WHAT YOU NEED TO DO
Return, from the listing below, every line that includes "catalog".

* * *

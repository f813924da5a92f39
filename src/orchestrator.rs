//! Intent pipeline orchestrator for Cutline.
//!
//! Coordinates one request from user instruction to resolved intent:
//! prompt, model call, response resolution, then argument coercion and
//! time normalization for tool calls.

use crate::catalog::{coerce_arguments, find_tool, ToolDescriptor};
use crate::config::{IntentSettings, Prompts, Settings};
use crate::error::{CutlineError, Result};
use crate::intent::{IntentRequest, PromptBuilder, ResolvedIntent, ResponseResolver};
use crate::provider::{ModelProvider, ModelRequest, OpenAiProvider};
use crate::timing::normalize;
use serde_json::{Map, Value};
use std::sync::Arc;
use tracing::{debug, info, instrument};

/// The main orchestrator for the intent pipeline.
///
/// Holds only read-only state, so one instance can serve concurrent
/// requests.
pub struct Orchestrator {
    provider: Arc<dyn ModelProvider>,
    prompt_builder: PromptBuilder,
    forced_retry: bool,
}

impl Orchestrator {
    /// Create an orchestrator backed by the configured model provider.
    pub fn new(settings: &Settings) -> Result<Self> {
        let prompts = Prompts::load(
            settings.prompts.custom_dir.as_deref(),
            Some(&settings.prompts.variables),
        )?;

        let provider = Arc::new(OpenAiProvider::from_settings(&settings.model)?);
        info!("Using model {} at {}", settings.model.model, settings.model.base_url);

        Ok(Self::with_components(provider, prompts, &settings.intent))
    }

    /// Create an orchestrator with a custom provider.
    pub fn with_components(
        provider: Arc<dyn ModelProvider>,
        prompts: Prompts,
        intent: &IntentSettings,
    ) -> Self {
        Self {
            provider,
            prompt_builder: PromptBuilder::new(prompts)
                .with_pixels_per_second(intent.pixels_per_second),
            forced_retry: intent.forced_retry,
        }
    }

    /// Get a reference to the model provider.
    pub fn provider(&self) -> Arc<dyn ModelProvider> {
        self.provider.clone()
    }

    /// Resolve a user instruction into a tool call or a reply.
    #[instrument(skip(self, request), fields(request_id = %uuid::Uuid::new_v4()))]
    pub async fn handle(&self, request: &IntentRequest) -> Result<ResolvedIntent> {
        self.provider.check_credentials()?;

        if request.message.trim().is_empty() {
            return Err(CutlineError::InvalidInput("message must not be empty".to_string()));
        }

        info!("Resolving: {}", request.message);

        let prompt = self.prompt_builder.build(request);
        let first = self.provider.generate(&ModelRequest::new(prompt)).await?;

        let intent = ResponseResolver::new(self.provider.as_ref(), &self.prompt_builder)
            .with_forced_retry(self.forced_retry)
            .resolve(first, request)
            .await?;

        let intent = match intent {
            ResolvedIntent::ToolCall(mut call) => {
                if let Some(tool) = find_tool(&call.function_name) {
                    coerce_arguments(tool, &mut call.arguments);
                    call.arguments = normalize_for(tool, &request.message, &call.arguments);
                }
                info!("Tool call: {}", call.function_name);
                debug!("Arguments: {}", serde_json::Value::Object(call.arguments.clone()));
                ResolvedIntent::ToolCall(call)
            }
            message => {
                info!("Assistant message");
                message
            }
        };

        Ok(intent)
    }
}

/// Normalize time fields, keeping only the ones the tool declares.
///
/// Arguments the model sent are passed through even when undeclared.
fn normalize_for(
    tool: &ToolDescriptor,
    message: &str,
    args: &Map<String, Value>,
) -> Map<String, Value> {
    let mut out = normalize(message, args);
    out.retain(|key, _| args.contains_key(key) || tool.argument_schema.property(key).is_some());
    out
}

#[cfg(test)]
mod tests {
    use super::*;
    use crate::catalog::list_tools;
    use crate::provider::scripted::ScriptedProvider;
    use crate::provider::ModelOutput;
    use serde_json::json;

    fn orchestrator(provider: Arc<ScriptedProvider>) -> Orchestrator {
        Orchestrator::with_components(provider, Prompts::default(), &IntentSettings::default())
    }

    fn message_output(text: &str) -> ModelOutput {
        ModelOutput::from_text(json!({ "function_call": null, "assistant_message": text }).to_string())
    }

    #[tokio::test]
    async fn test_scenario_fills_time_fields() {
        let provider = Arc::new(ScriptedProvider::new(vec![Ok(ModelOutput::from_structured(
            json!({
                "function_call": {
                    "function_name": "AddMediaByName",
                    "arguments": { "scrubber_name": "cardboard", "track_number": 2 }
                }
            }),
        ))]));

        let intent = orchestrator(provider.clone())
            .handle(&IntentRequest::new(
                "from 2 sec for 10 sec add cardboard to track 2",
            ))
            .await
            .unwrap();

        let call = intent.tool_call().unwrap();
        assert_eq!(call.function_name, "AddMediaByName");
        assert_eq!(call.arguments["start_seconds"], json!(2));
        assert_eq!(call.arguments["duration_seconds"], json!(10));
        assert_eq!(call.arguments["end_seconds"], json!(12));
        assert_eq!(call.arguments["track_number"], json!(2));
        assert_eq!(provider.calls(), 1);
    }

    #[tokio::test]
    async fn test_arguments_coerced_before_normalizing() {
        let provider = Arc::new(ScriptedProvider::new(vec![Ok(ModelOutput::from_text(
            json!({
                "function_call": {
                    "function_name": "AddMediaById",
                    "arguments": { "scrubber_id": "m1", "track_number": "1", "start_seconds": "4" }
                }
            })
            .to_string(),
        ))]));

        let intent = orchestrator(provider)
            .handle(&IntentRequest::new("add it for 6 seconds"))
            .await
            .unwrap();

        let args = &intent.tool_call().unwrap().arguments;
        assert_eq!(args["track_number"], json!(1));
        assert_eq!(args["start_seconds"], json!(4));
        assert_eq!(args["duration_seconds"], json!(6));
        assert_eq!(args["end_seconds"], json!(10));
    }

    async fn resolve_call(message: &str, function_name: &str, arguments: Value) -> Map<String, Value> {
        let provider = Arc::new(ScriptedProvider::new(vec![Ok(ModelOutput::from_structured(
            json!({
                "function_call": { "function_name": function_name, "arguments": arguments }
            }),
        ))]));

        let intent = orchestrator(provider)
            .handle(&IntentRequest::new(message))
            .await
            .unwrap();
        intent.tool_call().unwrap().arguments.clone()
    }

    #[tokio::test]
    async fn test_time_fields_only_added_when_declared() {
        let args = resolve_call("make 3 new tracks", "CreateTracks", json!({ "count": 3 })).await;
        assert_eq!(args, json!({ "count": 3 }).as_object().cloned().unwrap());

        let args = resolve_call(
            "make it 1920 by 1080",
            "SetResolution",
            json!({ "width": 1920, "height": 1080 }),
        )
        .await;
        assert_eq!(
            args,
            json!({ "width": 1920, "height": 1080 }).as_object().cloned().unwrap()
        );

        let args = resolve_call(
            "move it to 5s on track 2",
            "MoveScrubber",
            json!({ "scrubber_id": "s1", "new_position_seconds": 5, "new_track_number": 2 }),
        )
        .await;
        assert!(!args.contains_key("start_seconds"));
        assert!(!args.contains_key("duration_seconds"));
        assert!(!args.contains_key("end_seconds"));
    }

    #[tokio::test]
    async fn test_undeclared_keys_from_model_pass_through() {
        let args = resolve_call(
            "make 2 tracks for 5 seconds",
            "CreateTracks",
            json!({ "count": 2, "start_seconds": 1 }),
        )
        .await;
        assert_eq!(args["start_seconds"], json!(1));
        assert!(!args.contains_key("duration_seconds"));
        assert!(!args.contains_key("end_seconds"));
    }

    #[tokio::test]
    async fn test_hello_stays_a_message() {
        let provider = Arc::new(ScriptedProvider::repeating(message_output(
            "Hi! What would you like to edit?",
        )));

        let intent = orchestrator(provider.clone())
            .handle(&IntentRequest::new("hello"))
            .await
            .unwrap();

        assert_eq!(intent.message(), Some("Hi! What would you like to edit?"));
        assert!(intent.tool_call().is_none());
        assert_eq!(provider.calls(), 2);
    }

    #[tokio::test]
    async fn test_never_more_than_one_retry() {
        let provider = Arc::new(ScriptedProvider::repeating(message_output("I can do that.")));
        let orchestrator = orchestrator(provider.clone());

        for _ in 0..3 {
            let before = provider.calls();
            let intent = orchestrator
                .handle(&IntentRequest::new("trim the intro"))
                .await
                .unwrap();
            assert!(intent.message().is_some());
            assert_eq!(provider.calls() - before, 2);
        }
    }

    #[tokio::test]
    async fn test_retry_prompt_omits_history() {
        let provider = Arc::new(ScriptedProvider::repeating(message_output("Okay.")));
        let mut request = IntentRequest::new("move it");
        request.chat_history = vec![crate::intent::ChatTurn {
            role: crate::intent::ChatRole::User,
            content: "earlier secret".to_string(),
        }];

        orchestrator(provider.clone()).handle(&request).await.unwrap();

        let prompts = provider.prompts();
        assert_eq!(prompts.len(), 2);
        assert!(prompts[0].contains("earlier secret"));
        assert!(!prompts[1].contains("earlier secret"));
        assert!(prompts[1].contains("Okay."));
    }

    #[tokio::test]
    async fn test_forced_retry_can_be_disabled() {
        let provider = Arc::new(ScriptedProvider::repeating(message_output("Hello!")));
        let settings = IntentSettings {
            forced_retry: false,
            ..IntentSettings::default()
        };
        let orchestrator =
            Orchestrator::with_components(provider.clone(), Prompts::default(), &settings);

        orchestrator.handle(&IntentRequest::new("hello")).await.unwrap();
        assert_eq!(provider.calls(), 1);
    }

    #[tokio::test]
    async fn test_transport_error_propagates_without_retry() {
        let provider = Arc::new(ScriptedProvider::new(vec![Err(
            CutlineError::UpstreamTransport("unreachable".to_string()),
        )]));

        let err = orchestrator(provider.clone())
            .handle(&IntentRequest::new("add a track"))
            .await
            .unwrap_err();

        assert!(matches!(err, CutlineError::UpstreamTransport(_)));
        assert_eq!(provider.calls(), 1);
    }

    #[tokio::test]
    async fn test_missing_credential_rejects_before_calling() {
        let provider = Arc::new(ScriptedProvider::without_key());
        let err = orchestrator(provider.clone())
            .handle(&IntentRequest::new("add a track"))
            .await
            .unwrap_err();

        assert!(matches!(err, CutlineError::Config(_)));
        assert_eq!(provider.calls(), 0);
    }

    #[tokio::test]
    async fn test_blank_message_rejected() {
        let provider = Arc::new(ScriptedProvider::new(vec![]));
        let err = orchestrator(provider.clone())
            .handle(&IntentRequest::new("   "))
            .await
            .unwrap_err();

        assert!(err.is_client_error());
        assert_eq!(provider.calls(), 0);
    }

    #[tokio::test]
    async fn test_results_hold_exactly_one_field_and_known_tools() {
        let outputs = vec![
            ModelOutput::from_structured(json!({
                "function_call": { "function_name": "SetResolution", "arguments": { "width": 1920, "height": 1080 } },
                "assistant_message": "Setting resolution."
            })),
            message_output("Which clip?"),
            ModelOutput::from_text(r#"{"function_call": {"function_name": "CreateTracks", "arguments": {"count": 2}}}"#),
        ];

        for first in outputs {
            let provider = Arc::new(ScriptedProvider::new(vec![Ok(first)]));
            let intent = orchestrator(provider)
                .handle(&IntentRequest::new("do something"))
                .await
                .unwrap();

            let wire = serde_json::to_value(&intent).unwrap();
            let call_set = !wire["function_call"].is_null();
            let message_set = !wire["assistant_message"].is_null();
            assert!(call_set ^ message_set);

            if let Some(call) = intent.tool_call() {
                assert!(list_tools().iter().any(|t| t.name == call.function_name));
            }
        }
    }
}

* * *

ANSWER SECTION
use crate::catalog::{coerce_arguments, find_tool, ToolDescriptor};
    use crate::catalog::list_tools;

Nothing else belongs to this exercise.